Summary: The book covers a part of the history of the Nazi Germany, detailing some of the most important events of that time and, most important, showing various people's reactions to them. In 1938 the vast majority of German people was happy about the way things were going in their country and about the changes Hitler has brought. Phillip's mother, Sophia Maria, brother, Christian, and sister, Therese, felt the very same way. Only Phillip himself is worried about the growing nationalism around him and about what he sees as the Fuhrer's appetite for risk.

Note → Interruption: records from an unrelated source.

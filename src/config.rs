//! Configuration options for cached block readers.

/// Default staging buffer size for compressed frame data (1MB).
pub const DEFAULT_BUFFER_SIZE: usize = 1024 * 1024;

/// Options controlling how a reader session opens its byte source.
#[derive(Debug, Clone)]
pub struct ReaderOptions {
    /// Estimated total size of the compressed stream (in bytes).
    /// Used together with `aio_threshold` to pick the buffer sizing rule.
    /// Default: 0 (unknown)
    pub estimated_size: u64,

    /// Streams whose estimated size meets or exceeds this threshold are
    /// sized for the aligned, double-buffered I/O backend.
    /// Set to 0 to disable the aligned sizing path unconditionally.
    /// Default: 0
    pub aio_threshold: u64,

    /// Requested staging buffer size for compressed frame data (in bytes).
    /// Default: 1MB
    pub buf_size: usize,
}

impl Default for ReaderOptions {
    fn default() -> Self {
        Self { estimated_size: 0, aio_threshold: 0, buf_size: DEFAULT_BUFFER_SIZE }
    }
}

impl ReaderOptions {
    /// Creates a new ReaderOptions with default values.
    pub fn new() -> Self {
        Self::default()
    }

    /// Sets the estimated total stream size.
    pub fn estimated_size(mut self, size: u64) -> Self {
        self.estimated_size = size;
        self
    }

    /// Sets the I/O-mode threshold.
    pub fn aio_threshold(mut self, threshold: u64) -> Self {
        self.aio_threshold = threshold;
        self
    }

    /// Sets the staging buffer size.
    pub fn buf_size(mut self, size: usize) -> Self {
        self.buf_size = size;
        self
    }

    /// Validates the options and returns an error if any are invalid.
    pub fn validate(&self) -> crate::Result<()> {
        if self.buf_size == 0 {
            return Err(crate::Error::invalid_argument("buf_size must be > 0"));
        }
        Ok(())
    }
}

/// Compression algorithms supported for frame payloads.
#[derive(Debug, Clone, Copy, PartialEq, Eq)]
#[repr(u8)]
pub enum CompressionType {
    /// No compression.
    None = 0,

    /// Snappy compression (fast, moderate compression ratio).
    #[cfg(feature = "snappy")]
    Snappy = 1,
}

impl CompressionType {
    /// Convert from u8
    pub fn from_u8(value: u8) -> Option<Self> {
        match value {
            0 => Some(CompressionType::None),
            #[cfg(feature = "snappy")]
            1 => Some(CompressionType::Snappy),
            _ => None,
        }
    }
}

impl Default for CompressionType {
    fn default() -> Self {
        #[cfg(feature = "snappy")]
        return CompressionType::Snappy;

        #[cfg(not(feature = "snappy"))]
        CompressionType::None
    }
}

#[cfg(test)]
mod tests {
    use super::*;

    #[test]
    fn test_default_options() {
        let opts = ReaderOptions::default();
        assert_eq!(opts.estimated_size, 0);
        assert_eq!(opts.aio_threshold, 0);
        assert_eq!(opts.buf_size, DEFAULT_BUFFER_SIZE);
    }

    #[test]
    fn test_options_builder() {
        let opts = ReaderOptions::new()
            .estimated_size(64 * 1024 * 1024)
            .aio_threshold(16 * 1024 * 1024)
            .buf_size(4096);

        assert_eq!(opts.estimated_size, 64 * 1024 * 1024);
        assert_eq!(opts.aio_threshold, 16 * 1024 * 1024);
        assert_eq!(opts.buf_size, 4096);
    }

    #[test]
    fn test_options_validation() {
        let mut opts = ReaderOptions::default();
        assert!(opts.validate().is_ok());

        opts.buf_size = 0;
        assert!(opts.validate().is_err());
    }

    #[test]
    fn test_compression_type_roundtrip() {
        assert_eq!(CompressionType::from_u8(0), Some(CompressionType::None));
        #[cfg(feature = "snappy")]
        assert_eq!(CompressionType::from_u8(1), Some(CompressionType::Snappy));
        assert_eq!(CompressionType::from_u8(200), None);
    }
}
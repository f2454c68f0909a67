//! Shared cache of decompressed blocks.
//!
//! Provides an LRU (Least Recently Used) cache mapping `(stream path,
//! compressed offset)` to already-decompressed frame payloads, so that
//! readers hitting the same blocks skip disk I/O and decompression.

mod lru;

pub use lru::{BlockCache, CacheKey, CacheStats, DecompressedBlock};
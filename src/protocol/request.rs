//! Control and publish requests
//!
//! Clients send form-encoded requests next to their stream. Two fields are
//! reserved (`metadata.id`, `metadata.type`); everything else is chat content
//! that gets encoded into the broadcast payload.

use std::str::FromStr;

use bytes::Bytes;
use serde::ser::{Serialize, SerializeMap, Serializer};

use super::{ProtocolError, ProtocolResult};

/// Field carrying the sender's connection id
pub const METADATA_ID: &str = "metadata.id";

/// Field carrying the request type
pub const METADATA_TYPE: &str = "metadata.type";

/// Prefix of reserved fields that are never broadcast
pub const METADATA_PREFIX: &str = "metadata.";

/// Kind of control request
#[derive(Debug, Clone, Copy, PartialEq, Eq, Default)]
pub enum RequestType {
    /// Publish the request's fields to every open stream
    #[default]
    Send,
    /// Close the stream named by `metadata.id`
    Close,
}

impl FromStr for RequestType {
    type Err = std::convert::Infallible;

    /// Anything other than `close` is treated as `send`
    fn from_str(s: &str) -> Result<Self, Self::Err> {
        Ok(match s {
            "close" => RequestType::Close,
            _ => RequestType::Send,
        })
    }
}

impl std::fmt::Display for RequestType {
    fn fmt(&self, f: &mut std::fmt::Formatter<'_>) -> std::fmt::Result {
        match self {
            RequestType::Send => write!(f, "send"),
            RequestType::Close => write!(f, "close"),
        }
    }
}

/// A decoded control request
#[derive(Debug, Clone, PartialEq, Eq)]
pub struct ControlRequest {
    /// Sender's connection id. Advisory for `send`, required to act on `close`.
    pub id: Option<String>,
    /// Request type
    pub kind: RequestType,
    /// Non-metadata fields, in submission order
    pub message: ChatMessage,
}

impl ControlRequest {
    /// Build a request from decoded form pairs
    pub fn from_pairs(pairs: impl IntoIterator<Item = (String, String)>) -> Self {
        let mut id = None;
        let mut kind = RequestType::Send;
        let mut message = ChatMessage::new();

        for (name, value) in pairs {
            match name.as_str() {
                METADATA_ID => id = Some(value).filter(|v| !v.is_empty()),
                METADATA_TYPE => kind = value.parse().unwrap_or_default(),
                _ if name.starts_with(METADATA_PREFIX) => {}
                _ => message.insert(name, value),
            }
        }

        Self { id, kind, message }
    }
}

/// Chat content encoded as a flat JSON object
///
/// Field order follows first insertion; re-inserting a field replaces its
/// value without moving it.
#[derive(Debug, Clone, Default, PartialEq, Eq)]
pub struct ChatMessage {
    fields: Vec<(String, String)>,
}

impl ChatMessage {
    /// Create an empty message
    pub fn new() -> Self {
        Self::default()
    }

    /// Add or replace a field
    pub fn insert(&mut self, name: impl Into<String>, value: impl Into<String>) {
        let name = name.into();
        let value = value.into();
        match self.fields.iter_mut().find(|(n, _)| *n == name) {
            Some((_, existing)) => *existing = value,
            None => self.fields.push((name, value)),
        }
    }

    /// Builder-style [`ChatMessage::insert`]
    pub fn with_field(mut self, name: impl Into<String>, value: impl Into<String>) -> Self {
        self.insert(name, value);
        self
    }

    /// Look up a field value
    pub fn get(&self, name: &str) -> Option<&str> {
        self.fields
            .iter()
            .find(|(n, _)| n == name)
            .map(|(_, v)| v.as_str())
    }

    /// Number of fields
    pub fn len(&self) -> usize {
        self.fields.len()
    }

    /// Whether the message has no fields
    pub fn is_empty(&self) -> bool {
        self.fields.is_empty()
    }

    /// Encode as a JSON payload, rejecting anything over `limit` bytes
    pub fn encode(&self, limit: usize) -> ProtocolResult<Bytes> {
        let payload = serde_json::to_vec(self)?;
        if payload.len() > limit {
            return Err(ProtocolError::MessageTooLarge {
                size: payload.len(),
                limit,
            });
        }
        Ok(Bytes::from(payload))
    }
}

impl Serialize for ChatMessage {
    fn serialize<S: Serializer>(&self, serializer: S) -> Result<S::Ok, S::Error> {
        let mut map = serializer.serialize_map(Some(self.fields.len()))?;
        for (name, value) in &self.fields {
            map.serialize_entry(name, value)?;
        }
        map.end()
    }
}
//! Broadcast module
//!
//! Serializes concurrent publishes into one delivery order and fans each
//! message out to every open connection.

mod pipeline;

pub use pipeline::*;
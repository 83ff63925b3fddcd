//! Wire framing for the streaming response
//!
//! Every stream starts with a preamble (`<id>;<1024 spaces>;`) followed by
//! any number of frames (`<length>;<payload>;`). The length is the payload's
//! byte count, so payloads are never escaped and may contain `;`.

use bytes::{Buf, BufMut, Bytes, BytesMut};

use super::{ProtocolError, ProtocolResult};

/// Field terminator
pub const DELIMITER: u8 = b';';

/// Number of padding spaces sent once after the connection id.
///
/// Legacy streaming transports (WebKit XHR, XDomainRequest, hidden iframe)
/// hold back the first kilobyte of a response before exposing it.
pub const PADDING_LENGTH: usize = 1024;

/// Largest payload the decoder accepts (16 MiB)
pub const MAX_FRAME_LENGTH: usize = 16 * 1024 * 1024;

/// Longest connection id the decoder accepts
pub const MAX_ID_LENGTH: usize = 256;

/// Enough digits for any `usize`
const MAX_LENGTH_DIGITS: usize = 20;

/// Encode a payload as a single frame: `<length>;<payload>;`
pub fn encode(payload: &[u8]) -> Bytes {
    let length = payload.len().to_string();
    let mut frame = BytesMut::with_capacity(length.len() + payload.len() + 2);
    frame.put_slice(length.as_bytes());
    frame.put_u8(DELIMITER);
    frame.put_slice(payload);
    frame.put_u8(DELIMITER);
    frame.freeze()
}

/// Build the connection preamble: `<id>;<1024 spaces>;`
pub fn preamble(id: &str) -> Bytes {
    let mut out = BytesMut::with_capacity(id.len() + PADDING_LENGTH + 2);
    out.put_slice(id.as_bytes());
    out.put_u8(DELIMITER);
    out.put_bytes(b' ', PADDING_LENGTH);
    out.put_u8(DELIMITER);
    out.freeze()
}

/// Incremental parser for the streaming wire format
///
/// Feed it chunks as they arrive with [`FrameDecoder::extend`], read the
/// preamble once with [`FrameDecoder::read_preamble`], then pull frames with
/// [`FrameDecoder::next_frame`] until it returns `Ok(None)`.
#[derive(Debug, Default)]
pub struct FrameDecoder {
    buffer: BytesMut,
}

impl FrameDecoder {
    /// Create an empty decoder
    pub fn new() -> Self {
        Self::default()
    }

    /// Append received bytes
    pub fn extend(&mut self, chunk: &[u8]) {
        self.buffer.extend_from_slice(chunk);
    }

    /// Number of bytes received but not yet consumed
    pub fn buffered(&self) -> usize {
        self.buffer.len()
    }

    /// Consume the preamble and return the connection id
    ///
    /// Returns `Ok(None)` until the whole preamble has been received.
    pub fn read_preamble(&mut self) -> ProtocolResult<Option<String>> {
        let Some(sep) = self.find_delimiter(MAX_ID_LENGTH) else {
            if self.buffer.len() > MAX_ID_LENGTH {
                return Err(ProtocolError::InvalidPreamble(format!(
                    "connection id exceeds {} bytes",
                    MAX_ID_LENGTH
                )));
            }
            return Ok(None);
        };

        let total = sep + 1 + PADDING_LENGTH + 1;
        let available = self.buffer.len().min(total);
        if let Some(pos) = self.buffer[sep + 1..available]
            .iter()
            .take(PADDING_LENGTH)
            .position(|b| *b != b' ')
        {
            return Err(ProtocolError::InvalidPreamble(format!(
                "unexpected byte in padding at offset {}",
                pos
            )));
        }
        if self.buffer.len() < total {
            return Ok(None);
        }
        if self.buffer[total - 1] != DELIMITER {
            return Err(ProtocolError::InvalidPreamble(
                "padding is not terminated".to_string(),
            ));
        }

        let id = String::from_utf8(self.buffer[..sep].to_vec())
            .map_err(|e| ProtocolError::InvalidPreamble(e.to_string()))?;
        self.buffer.advance(total);
        Ok(Some(id))
    }

    /// Pop the next complete frame's payload
    ///
    /// Returns `Ok(None)` when more bytes are needed.
    pub fn next_frame(&mut self) -> ProtocolResult<Option<Bytes>> {
        let Some(sep) = self.find_delimiter(MAX_LENGTH_DIGITS) else {
            if self.buffer.len() > MAX_LENGTH_DIGITS {
                return Err(ProtocolError::InvalidLength(
                    "length prefix is too long".to_string(),
                ));
            }
            return Ok(None);
        };

        let length = parse_length(&self.buffer[..sep])?;
        if length > MAX_FRAME_LENGTH {
            return Err(ProtocolError::FrameTooLarge(length));
        }

        let total = sep + 1 + length + 1;
        if self.buffer.len() < total {
            return Ok(None);
        }
        if self.buffer[total - 1] != DELIMITER {
            return Err(ProtocolError::MissingDelimiter);
        }

        let mut frame = self.buffer.split_to(total);
        frame.advance(sep + 1);
        frame.truncate(length);
        Ok(Some(frame.freeze()))
    }

    fn find_delimiter(&self, limit: usize) -> Option<usize> {
        self.buffer
            .iter()
            .take(limit + 1)
            .position(|b| *b == DELIMITER)
    }
}

fn parse_length(digits: &[u8]) -> ProtocolResult<usize> {
    if digits.is_empty() || !digits.iter().all(u8::is_ascii_digit) {
        return Err(ProtocolError::InvalidLength(
            String::from_utf8_lossy(digits).into_owned(),
        ));
    }
    // All ASCII digits, so this is valid UTF-8
    let text = std::str::from_utf8(digits)
        .map_err(|e| ProtocolError::InvalidLength(e.to_string()))?;
    text.parse::<usize>()
        .map_err(|e| ProtocolError::InvalidLength(e.to_string()))
}
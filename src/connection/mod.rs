//! Connection management module
//!
//! Tracks open streaming connections and drives their lifecycle from open
//! to close.

mod handle;
mod manager;
mod registry;

pub use handle::*;
pub use manager::*;
pub use registry::*;
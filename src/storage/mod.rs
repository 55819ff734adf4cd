//! Storage layer for standings sync
//!
//! A thin abstraction over the SQLite database:
//! - `models`: Data structures
//! - `schema`: Database connection and schema management
//! - `queries`: Upsert and read-back operations

pub mod models;
pub mod queries;
pub mod schema;


// Re-export the main types and database struct for easy access
pub use models::*;
pub use schema::StandingsDatabase;
//! Entry point: load configuration, then run the standings sync.

use clap::Parser;
use standings_sync::{cli::SyncArgs, commands::handle_sync, Result, SyncConfig};
use tracing_subscriber::EnvFilter;

/// Run the CLI.
#[tokio::main]
async fn main() -> Result<()> {
    let args = SyncArgs::parse();

    // A missing .env file is fine; real env vars still apply.
    dotenv::dotenv().ok();

    let default_level = if args.verbose { "debug" } else { "info" };
    tracing_subscriber::fmt()
        .with_env_filter(
            EnvFilter::try_from_default_env().unwrap_or_else(|_| EnvFilter::new(default_level)),
        )
        .with_target(false)
        .init();

    let config = SyncConfig::from_env().inspect_err(|e| tracing::error!("{e}"))?;
    tracing::debug!(?config, "Loaded configuration");

    handle_sync(&config, args.into()).await?;

    Ok(())
}
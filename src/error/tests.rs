//! Unit tests for error handling

use super::*;
use std::io;

#[cfg(test)]
mod sync_error_tests {
    use super::*;

    #[tokio::test]
    async fn test_http_error_conversion() {
        // Create a real HTTP error by making a request to an invalid URL
        let client = reqwest::Client::new();
        let result = client
            .get("http://invalid-url-that-does-not-exist.fake")
            .send()
            .await;
        let reqwest_error = result.unwrap_err();
        let sync_error = SyncError::from(reqwest_error);

        match sync_error {
            SyncError::Http(_) => (),
            _ => panic!("Expected Http error variant"),
        }
        assert!(sync_error.is_network());
        assert!(!sync_error.is_fatal());
    }

    #[test]
    fn test_json_error_conversion() {
        let json_error = serde_json::from_str::<serde_json::Value>("invalid json").unwrap_err();
        let sync_error = SyncError::from(json_error);

        match sync_error {
            SyncError::Json(_) => (),
            _ => panic!("Expected Json error variant"),
        }
        assert!(sync_error.is_network());
    }

    #[test]
    fn test_io_error_conversion() {
        let io_error = io::Error::new(io::ErrorKind::NotFound, "File not found");
        let sync_error = SyncError::from(io_error);

        match sync_error {
            SyncError::Io(_) => (),
            _ => panic!("Expected Io error variant"),
        }
    }

    #[test]
    fn test_invalid_header_error_conversion() {
        let header_error = reqwest::header::HeaderValue::from_str("invalid\nheader").unwrap_err();
        let sync_error = SyncError::from(header_error);

        match sync_error {
            SyncError::InvalidHeader(_) => (),
            _ => panic!("Expected InvalidHeader error variant"),
        }
    }

    #[test]
    fn test_parse_int_error_conversion() {
        let parse_error = "not_a_number".parse::<u32>().unwrap_err();
        let sync_error = SyncError::from(parse_error);

        match sync_error {
            SyncError::InvalidNumber(_) => (),
            _ => panic!("Expected InvalidNumber error variant"),
        }
    }

    #[test]
    fn test_config_error_is_fatal() {
        let error = SyncError::Config {
            var: "API_KEY".to_string(),
        };

        assert!(error.is_fatal());
        assert!(!error.is_network());
        assert_eq!(
            error.to_string(),
            "API_KEY not found in environment variables"
        );
    }

    #[test]
    fn test_database_error_keeps_context() {
        let inner = anyhow::anyhow!("no such table: standings").context("Failed to upsert row");
        let error = SyncError::Database(inner);

        let message = error.to_string();
        assert!(message.starts_with("Database error"));
        assert!(message.contains("Failed to upsert row"));
        assert!(message.contains("no such table"));
        assert!(!error.is_fatal());
        assert!(!error.is_network());
    }

    #[test]
    fn test_error_debug_format() {
        let error = SyncError::NoCacheDir;
        let debug_string = format!("{:?}", error);
        assert!(debug_string.contains("NoCacheDir"));
    }
}
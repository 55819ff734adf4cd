//! CLI argument definitions and parsing.

pub mod types;

use clap::Parser;
use std::path::PathBuf;
use types::{LeagueId, Season};

/// Fetch league standings from API-Football and upsert them into the
/// `standings` table.
///
/// `API_KEY` and `API_HOST` must be set (a `.env` file is honoured);
/// `DB_HOST`, `DB_USER`, `DB_PASSWORD` and `DB_NAME` are optional.
#[derive(Debug, Parser)]
#[clap(name = "standings-sync", about = "Football standings sync")]
pub struct SyncArgs {
    /// League ID to fetch (39 = Premier League).
    #[clap(long, short, default_value_t = LeagueId::default())]
    pub league: LeagueId,

    /// Season year (e.g. 2024).
    #[clap(long, short, default_value_t = Season::default())]
    pub season: Season,

    /// Fetch and preview the standings without writing to the database.
    #[clap(long)]
    pub dry_run: bool,

    /// Number of rows to print in the preview table.
    #[clap(long, default_value_t = 5)]
    pub preview: usize,

    /// Print the extracted rows as JSON instead of a table.
    #[clap(long)]
    pub json: bool,

    /// Database file to write to, overriding `DB_HOST`/`DB_NAME`.
    #[clap(long)]
    pub db_path: Option<PathBuf>,

    /// Enable debug logging.
    #[clap(long, short)]
    pub verbose: bool,
}
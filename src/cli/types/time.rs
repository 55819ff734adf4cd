//! Season year type.

use crate::error::{Result, SyncError};
use serde::{Deserialize, Serialize};
use std::fmt;
use std::str::FromStr;

/// Type-safe wrapper for Season years
#[derive(Debug, Clone, Copy, PartialEq, Eq, Hash, Serialize, Deserialize)]
pub struct Season(pub u16);

impl Season {
    pub fn new(year: u16) -> Self {
        Self(year)
    }

    pub fn as_u16(&self) -> u16 {
        self.0
    }
}

impl Default for Season {
    fn default() -> Self {
        Self(2024)
    }
}

impl fmt::Display for Season {
    fn fmt(&self, f: &mut fmt::Formatter<'_>) -> fmt::Result {
        write!(f, "{}", self.0)
    }
}

impl FromStr for Season {
    type Err = SyncError;

    fn from_str(s: &str) -> Result<Self> {
        Ok(Self(s.trim().parse()?))
    }
}
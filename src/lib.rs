//! Football Standings Sync Library
//!
//! Fetches a league table from API-Football (via RapidAPI) and upserts it
//! into a local SQLite `standings` table, one row per team.
//!
//! ## Pipeline
//!
//! 1. **Configuration**: [`SyncConfig::from_env`] reads `API_KEY`, `API_HOST`
//!    and the optional `DB_*` variables once.
//! 2. **Fetch**: a single GET to `/v3/standings?league=..&season=..`.
//! 3. **Extract**: `response[0].league.standings[0]`, flattened into
//!    [`StandingRow`]s in API order.
//! 4. **Load**: every row is upserted by `team_id` inside one transaction.
//!
//! ## Quick Start
//!
//! ```rust,no_run
//! use standings_sync::{commands::sync::*, SyncConfig};
//!
//! # async fn example() -> standings_sync::Result<()> {
//! let config = SyncConfig::from_env()?;
//! let outcome = run_sync(&config, &SyncParams::default()).await?;
//! println!("{:?}", outcome);
//! # Ok(())
//! # }
//! ```
//!
//! ## Environment Configuration
//!
//! ```bash
//! export API_KEY=your-rapidapi-key
//! export API_HOST=api-football-v1.p.rapidapi.com
//! export DB_NAME=football_db   # optional
//! ```

pub mod api;
pub mod cli;
pub mod commands;
pub mod config;
pub mod core;
pub mod error;
pub mod storage;

// Re-export commonly used types
pub use cli::types::{LeagueId, Season, TeamId};
pub use config::SyncConfig;
pub use error::{Result, SyncError};
pub use storage::{StandingRow, StandingsDatabase};
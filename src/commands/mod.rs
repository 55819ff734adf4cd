//! Command implementations for standings sync

pub mod sync;

pub use sync::{handle_sync, run_sync, SyncOutcome, SyncParams};
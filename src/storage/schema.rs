//! Database schema and connection management

use anyhow::{Context, Result};
use rusqlite::Connection;
use std::path::{Path, PathBuf};

/// Connection to the standings database.
///
/// Dropping it closes the connection; [`StandingsDatabase::close`] does the
/// same but reports failures.
pub struct StandingsDatabase {
    pub(crate) conn: Connection,
    path: Option<PathBuf>,
}

impl StandingsDatabase {
    /// Open (creating if needed) the database file and ensure the table exists
    pub fn open(path: &Path) -> Result<Self> {
        // Ensure the parent directory exists
        if let Some(parent) = path.parent().filter(|p| !p.as_os_str().is_empty()) {
            std::fs::create_dir_all(parent)
                .with_context(|| format!("Failed to create {}", parent.display()))?;
        }

        let conn = Connection::open(path)
            .with_context(|| format!("Failed to open database at {}", path.display()))?;
        let mut db = Self {
            conn,
            path: Some(path.to_path_buf()),
        };
        db.initialize_schema()?;
        Ok(db)
    }

    /// In-memory database with the schema applied
    pub fn new_in_memory() -> Result<Self> {
        let conn = Connection::open_in_memory()?;
        let mut db = Self { conn, path: None };
        db.initialize_schema()?;
        Ok(db)
    }

    /// File backing this database, `None` for in-memory databases
    pub fn path(&self) -> Option<&Path> {
        self.path.as_deref()
    }

    /// Create the standings table if it does not exist yet
    pub(crate) fn initialize_schema(&mut self) -> Result<()> {
        self.conn
            .execute(
                "CREATE TABLE IF NOT EXISTS standings (
                    team_id INTEGER PRIMARY KEY,
                    team_name VARCHAR(100),
                    \"rank\" INTEGER,
                    points INTEGER,
                    goals_diff INTEGER,
                    form VARCHAR(50),
                    played INTEGER,
                    win INTEGER,
                    draw INTEGER,
                    lose INTEGER
                )",
                [],
            )
            .context("Failed to create standings table")?;

        Ok(())
    }

    /// Close the connection, surfacing any error from SQLite
    pub fn close(self) -> Result<()> {
        self.conn
            .close()
            .map_err(|(_, e)| e)
            .context("Failed to close database connection")
    }
}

As years pass, more and more people realize they were wrong -- especially people in the army, people fighting what looks more and more a mindless war. While some do not dare to openly show their opinion, only mumbling about it behind close doors, some openly oppose the regime. From Marianne Moldenauer who, shocked by the atrocities against Jews, begins forging papers for people hiding underground, up until the plans the General Staff people (General Olbricht, Major Tresckow, Count von Stauffenberg, and yes, our Phillip among others) work on: plans to kill Hitler, plans to take over the power and stop the war, plans that will culminate with the July 20 attempt.

The majority of the characters of the book (including the main ones) are fictional, helping us perceive, through their thoughts, some of the feelings and emotions of the times. I have, of course, liked all the "good" characters (Sophia Maria, Phillip and Alexandra being my favorites), and fumed at all the "bad" ones. Thing is, now that the book (and the fictional characters' story) is finished I realize I didn't care that much about them (I did care, only not as much) as I cared about the bits of true history that were part of their lives. Which brings me to the second category of characters: the historical figures (Olbricht, v. Stauffenberg, Tresckow, to name but a few). Needless to say they are very well documented and as such each of their scenes were very interesting for me (in terms of "what more can I find out?").

This is perhaps the very first book about WWII I have read that tells the story from the point of view of the German army. I was used to seeing them a pest, a plague, and it sort of surprised me to see them as normal soldiers, with good and bad, fighting for their country just as the rest of the armies I've been reading about. They loved their Fatherland and their relatives, fought to protect them, and had to obey their superiors' orders, just like the rest. A reasonable thing if one thinks about it but at the same time opposing every single image I had about them.

I have always been interested in knowing about the way non-Jew people under Hitler have reacted to his policies. As such, one of the events in the book that has caught my eye was when Marianne saw for the first time the way Jews were treated in a ghetto: "her understanding of civilization itself" is shattered to pieces. Interestingly enough, I have found the very same idea in Schindler's List (also a very well documented book), also happening when Schindler sees the mistreating (and killing) of some Jewish people -- which makes me think that, perhaps, it had been a very common feeling among people back then.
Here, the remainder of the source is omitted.